Existing jet fighters are controlled by people in the craft itself. This is huge weakness because it limits their ability to change velocity (speed or direction) quickly. Normal humans tend to pass out at about 5Gs (5 times the normal gravitational force). Highly trained and fit personnel can withstand short bursts about 9Gs, but that is about the limit. Injured or unconscious people do not make good command decisions.
In principle a jet fighter should be able to handle stresses up to 15Gs and beyond.
Clearly moving the pilot out of the aircraft or doing away with the pilot altogether would be a huge advantage - not just for technical reasons, but for political reasons too (ie not having them shot down). UCAVs are designed to achieve that, and at the beginning of the 21st century, the US is developing UCAVs - the Boeing X-45A.
Unfortunately, remote control from ground-based pilots is limited in effectiveness. Firstly, high bandwidth is needed back to the control (continual radar and visual feedback), secondly this is prone to jamming, and thirdly there is a time-delay. Dog-fights are won and lost in fractions of a second - fast maneuvering ability is useless without the reflexes to match it.
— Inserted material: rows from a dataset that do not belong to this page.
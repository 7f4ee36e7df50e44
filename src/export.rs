//! Versioned output boundary for export collaborators.
//!
//! A `ScenarioSetDocument` carries every assumption in full, not a
//! summary, so a consuming adapter can regenerate spreadsheet formulas
//! from the inputs rather than pasting frozen numbers. Rates stay as
//! decimals inside the document; only presentation adapters format them.

use chrono::{DateTime, Utc};
use rust_decimal::Decimal;
use rust_decimal_macros::dec;
use serde::{Deserialize, Serialize};

use crate::deal::{
    DealFinancials, RiskTier, Scenario, ScenarioAssumptions, ScenarioOutputs, ScenarioSet,
    ScenarioStatus, ScenarioType, SensitivityRun,
};
use crate::scoring::AcceptanceScore;
use crate::store::ScenarioStore;
use crate::types::{DealWarning, Multiple, Rate};
use crate::DealEngineResult;

/// Bumped on any backward-incompatible change to the document layout.
pub const SCHEMA_VERSION: &str = "1.0";

/// One scenario as exported: assumptions, outputs, score, and any
/// sensitivity runs recorded against it.
#[derive(Debug, Clone, Serialize, Deserialize)]
pub struct ScenarioRecord {
    pub scenario_type: ScenarioType,
    pub status: ScenarioStatus,
    pub assumptions: ScenarioAssumptions,
    pub outputs: Option<ScenarioOutputs>,
    pub acceptance_score: Option<AcceptanceScore>,
    pub warnings: Vec<DealWarning>,
    pub sensitivity_runs: Vec<SensitivityRun>,
}

impl ScenarioRecord {
    fn from_scenario(scenario: &Scenario, runs: Vec<SensitivityRun>) -> Self {
        ScenarioRecord {
            scenario_type: scenario.scenario_type.clone(),
            status: scenario.status.clone(),
            assumptions: scenario.assumptions.clone(),
            outputs: scenario.outputs.clone(),
            acceptance_score: scenario.acceptance.clone(),
            warnings: scenario.warnings.clone(),
            sensitivity_runs: runs,
        }
    }
}

/// The stable, versioned document handed to export collaborators.
#[derive(Debug, Clone, Serialize, Deserialize)]
pub struct ScenarioSetDocument {
    pub schema_version: String,
    pub generated_at: DateTime<Utc>,
    pub deal: DealFinancials,
    pub scenarios: Vec<ScenarioRecord>,
}

impl ScenarioSetDocument {
    /// Snapshot a freshly generated set; no sensitivity runs yet.
    pub fn from_set(set: &ScenarioSet) -> Self {
        ScenarioSetDocument {
            schema_version: SCHEMA_VERSION.to_string(),
            generated_at: Utc::now(),
            deal: set.deal.clone(),
            scenarios: set
                .scenarios
                .iter()
                .map(|s| ScenarioRecord::from_scenario(s, Vec::new()))
                .collect(),
        }
    }

    /// Snapshot a store's contents, pairing each scenario with the runs
    /// attached to it.
    pub fn from_store(deal: &DealFinancials, store: &ScenarioStore) -> Self {
        ScenarioSetDocument {
            schema_version: SCHEMA_VERSION.to_string(),
            generated_at: Utc::now(),
            deal: deal.clone(),
            scenarios: store
                .scenarios()
                .map(|(id, s)| {
                    let runs = store
                        .runs_for(id)
                        .into_iter()
                        .map(|r| r.run.clone())
                        .collect();
                    ScenarioRecord::from_scenario(s, runs)
                })
                .collect(),
        }
    }

    pub fn to_json(&self) -> DealEngineResult<String> {
        Ok(serde_json::to_string_pretty(self)?)
    }
}

/// Boundary contract for format-specific exporters. Spreadsheet adapters
/// that rebuild live formulas live outside this crate and implement this
/// against the document alone.
pub trait ExportAdapter {
    type Output;

    fn export(&self, document: &ScenarioSetDocument) -> DealEngineResult<Self::Output>;
}

/// One presentation row per scenario; numbers already formatted.
#[derive(Debug, Clone, Serialize, Deserialize)]
pub struct FlatRow {
    pub scenario: String,
    pub status: String,
    pub total_consideration: Option<String>,
    pub irr: Option<String>,
    pub moic: Option<String>,
    pub min_dscr: Option<String>,
    pub risk_tier: Option<String>,
    pub acceptance_score: Option<String>,
}

/// Built-in presentation adapter: flattens the document into display
/// rows, converting decimal rates to percentages at this boundary only.
#[derive(Debug, Clone, Copy, Default)]
pub struct FlatPresentation;

impl FlatPresentation {
    fn format_rate(rate: Rate) -> String {
        format!("{}%", (rate * dec!(100)).round_dp(2))
    }

    fn format_multiple(multiple: Multiple) -> String {
        format!("{}x", multiple.round_dp(2))
    }

    fn format_money(symbol: &str, amount: Decimal) -> String {
        let rounded = amount.round_dp(0);
        let negative = rounded.is_sign_negative();
        let digits = rounded.abs().to_string();
        let mut grouped = String::with_capacity(digits.len() + digits.len() / 3);
        for (i, c) in digits.chars().enumerate() {
            if i > 0 && (digits.len() - i) % 3 == 0 {
                grouped.push(',');
            }
            grouped.push(c);
        }
        if negative {
            format!("-{symbol}{grouped}")
        } else {
            format!("{symbol}{grouped}")
        }
    }

    fn row(deal: &DealFinancials, record: &ScenarioRecord) -> FlatRow {
        let symbol = deal.currency.symbol();
        let status = match &record.status {
            ScenarioStatus::Pending => "pending".to_string(),
            ScenarioStatus::Computing => "computing".to_string(),
            ScenarioStatus::Computed => "computed".to_string(),
            ScenarioStatus::Failed { reason } => format!("failed: {reason}"),
        };
        let outputs = record.outputs.as_ref();
        FlatRow {
            scenario: record.scenario_type.name().to_string(),
            status,
            total_consideration: outputs
                .map(|o| Self::format_money(symbol, o.total_consideration)),
            irr: outputs.map(|o| Self::format_rate(o.irr)),
            moic: outputs.map(|o| Self::format_multiple(o.moic)),
            min_dscr: outputs.and_then(|o| o.min_dscr).map(Self::format_multiple),
            risk_tier: outputs.map(|o| {
                match o.risk_tier {
                    RiskTier::Low => "low",
                    RiskTier::Medium => "medium",
                    RiskTier::High => "high",
                }
                .to_string()
            }),
            acceptance_score: record
                .acceptance_score
                .as_ref()
                .map(|a| Self::format_rate(a.score)),
        }
    }
}

impl ExportAdapter for FlatPresentation {
    type Output = Vec<FlatRow>;

    fn export(&self, document: &ScenarioSetDocument) -> DealEngineResult<Self::Output> {
        Ok(document
            .scenarios
            .iter()
            .map(|record| Self::row(&document.deal, record))
            .collect())
    }
}

#[cfg(test)]
mod tests {
    use super::*;
    use crate::deal::sample_deal;
    use crate::generator::{generate, ScenarioRequest};
    use crate::resolver::HeuristicTableProvider;
    use crate::sensitivity::{sweep, AssumptionField, SweepRange};
    use rust_decimal_macros::dec;

    fn sample_set() -> ScenarioSet {
        generate(
            &sample_deal(),
            &ScenarioRequest::standard(),
            &HeuristicTableProvider,
        )
        .unwrap()
        .result
    }

    #[test]
    fn test_document_carries_full_assumptions() {
        let set = sample_set();
        let doc = ScenarioSetDocument::from_set(&set);
        assert_eq!(doc.schema_version, SCHEMA_VERSION);
        assert_eq!(doc.scenarios.len(), 5);

        // A formula-rebuilding consumer needs the raw inputs, so the JSON
        // must contain the assumption fields, not just the results
        let json = doc.to_json().unwrap();
        assert!(json.contains("purchase_price"));
        assert!(json.contains("exit_multiple"));
        assert!(json.contains("growth_rate"));
        assert!(json.contains("schema_version"));
    }

    #[test]
    fn test_document_round_trips() {
        let set = sample_set();
        let doc = ScenarioSetDocument::from_set(&set);
        let json = doc.to_json().unwrap();
        let back: ScenarioSetDocument = serde_json::from_str(&json).unwrap();
        assert_eq!(back.schema_version, doc.schema_version);
        assert_eq!(back.scenarios.len(), doc.scenarios.len());
        for (a, b) in back.scenarios.iter().zip(doc.scenarios.iter()) {
            assert_eq!(a.assumptions, b.assumptions);
            assert_eq!(a.outputs, b.outputs);
        }
    }

    #[test]
    fn test_from_store_includes_runs() {
        let deal = sample_deal();
        let set = sample_set();
        let mut store = ScenarioStore::new();
        let scenario = set.scenarios[0].clone();
        let run = sweep(
            &deal,
            &scenario,
            AssumptionField::ExitMultiple,
            SweepRange {
                min: dec!(4.0),
                max: dec!(6.0),
                steps: 3,
            },
            None,
        )
        .unwrap()
        .result;
        let id = store.insert_scenario(scenario);
        store.attach_run(id, run).unwrap();
        store.insert_scenario(set.scenarios[1].clone());

        let doc = ScenarioSetDocument::from_store(&deal, &store);
        assert_eq!(doc.scenarios.len(), 2);
        assert_eq!(doc.scenarios[0].sensitivity_runs.len(), 1);
        assert!(doc.scenarios[1].sensitivity_runs.is_empty());
        assert_eq!(doc.scenarios[0].sensitivity_runs[0].field, "exit_multiple");
    }

    #[test]
    fn test_flat_rows_format_at_boundary() {
        let set = sample_set();
        let doc = ScenarioSetDocument::from_set(&set);
        let rows = FlatPresentation.export(&doc).unwrap();
        assert_eq!(rows.len(), 5);

        let cash = &rows[0];
        assert_eq!(cash.scenario, "Cash");
        assert_eq!(cash.status, "computed");
        let irr = cash.irr.as_ref().unwrap();
        assert!(irr.ends_with('%'), "rate should be presented as %: {irr}");
        let moic = cash.moic.as_ref().unwrap();
        assert!(moic.ends_with('x'));
        let price = cash.total_consideration.as_ref().unwrap();
        assert!(price.starts_with('£') && price.contains(','), "{price}");
        // Unlevered scenario has no DSCR column
        assert!(cash.min_dscr.is_none());
    }

    #[test]
    fn test_money_formatting() {
        assert_eq!(
            FlatPresentation::format_money("£", dec!(12_500_000)),
            "£12,500,000"
        );
        assert_eq!(FlatPresentation::format_money("£", dec!(999)), "£999");
        assert_eq!(
            FlatPresentation::format_money("$", dec!(-1_000)),
            "-$1,000"
        );
        assert_eq!(FlatPresentation::format_rate(dec!(0.0850)), "8.50%");
        assert_eq!(FlatPresentation::format_multiple(dec!(2.104)), "2.10x");
    }
}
Software to intelligently control these vehicles, which could make sound split-second defensive and offensive combat decisions autonomously would make these an instant success. Such software does not yet exist.
A monopoly on such software would provide global air supremacy. Previous wars have mostly been won on industrial strength. A single computer program could make that concept pretty well redundant. Is it any wonder that the US military is spending so much money researching such a thing?